§ **Directions for this task**: Would you quote the material below from its first line through the line containing "the timer armed.", exactly and with both ends included?

# # # # # # #

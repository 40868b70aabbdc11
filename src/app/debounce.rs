//! Debounce timer for the App actor's select loop

use std::future;
use std::time::Duration;

use tokio::time::{sleep_until, Instant};

/// Fires once, `delay` after the last `schedule` call.
///
/// `due` is cancel-safe: dropping it before the deadline leaves the timer armed.
#[derive(Debug)]
pub struct Debouncer {
    delay: Duration,
    deadline: Option<Instant>,
}

impl Debouncer {
    pub fn new(delay: Duration) -> Self {
        Debouncer {
            delay,
            deadline: None,
        }
    }

    /// Arm the timer, pushing back any pending deadline
    pub fn schedule(&mut self) {
        self.deadline = Some(Instant::now() + self.delay);
    }

    /// Disarm; returns whether anything was pending
    pub fn cancel(&mut self) -> bool {
        self.deadline.take().is_some()
    }

    /// Resolves at the deadline and disarms. Never resolves while idle.
    pub async fn due(&mut self) {
        match self.deadline {
            Some(deadline) => {
                sleep_until(deadline).await;
                self.deadline = None;
            }
            None => future::pending::<()>().await,
        }
    }
}

#[cfg(test)]
mod tests {
    use super::*;

    #[tokio::test(start_paused = true)]
    async fn test_fires_after_last_schedule() {
        let mut timer = Debouncer::new(Duration::from_millis(100));
        timer.schedule();
        tokio::time::advance(Duration::from_millis(60)).await;
        timer.schedule();

        let start = Instant::now();
        timer.due().await;
        assert!(start.elapsed() >= Duration::from_millis(100));
        assert!(!timer.cancel());
    }

    #[tokio::test(start_paused = true)]
    async fn test_idle_timer_never_fires() {
        let mut timer = Debouncer::new(Duration::from_millis(10));
        let fired = tokio::time::timeout(Duration::from_secs(5), timer.due()).await;
        assert!(fired.is_err());
    }

    #[tokio::test(start_paused = true)]
    async fn test_cancel_disarms() {
        let mut timer = Debouncer::new(Duration::from_millis(10));
        timer.schedule();
        assert!(timer.cancel());
        assert!(!timer.cancel());
        let fired = tokio::time::timeout(Duration::from_secs(1), timer.due()).await;
        assert!(fired.is_err());
    }

    #[tokio::test(start_paused = true)]
    async fn test_dropped_wait_keeps_deadline() {
        let mut timer = Debouncer::new(Duration::from_millis(100));
        let start = Instant::now();
        timer.schedule();
        let early = tokio::time::timeout(Duration::from_millis(50), timer.due()).await;
        assert!(early.is_err());
        timer.due().await;
        assert!(start.elapsed() >= Duration::from_millis(100));
        assert!(!timer.cancel());
    }
}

# # # # # # #

§ **Task solution**:
repository 40868b70aabbdc11
filename src/app/debounce.rs
//! Debounce timer for the App actor's select loop

use std::future;
use std::time::Duration;

use tokio::time::{sleep_until, Instant};

/// Fires once, `delay` after the last `schedule` call.
///
/// `due` is cancel-safe: dropping it before the deadline leaves the timer armed.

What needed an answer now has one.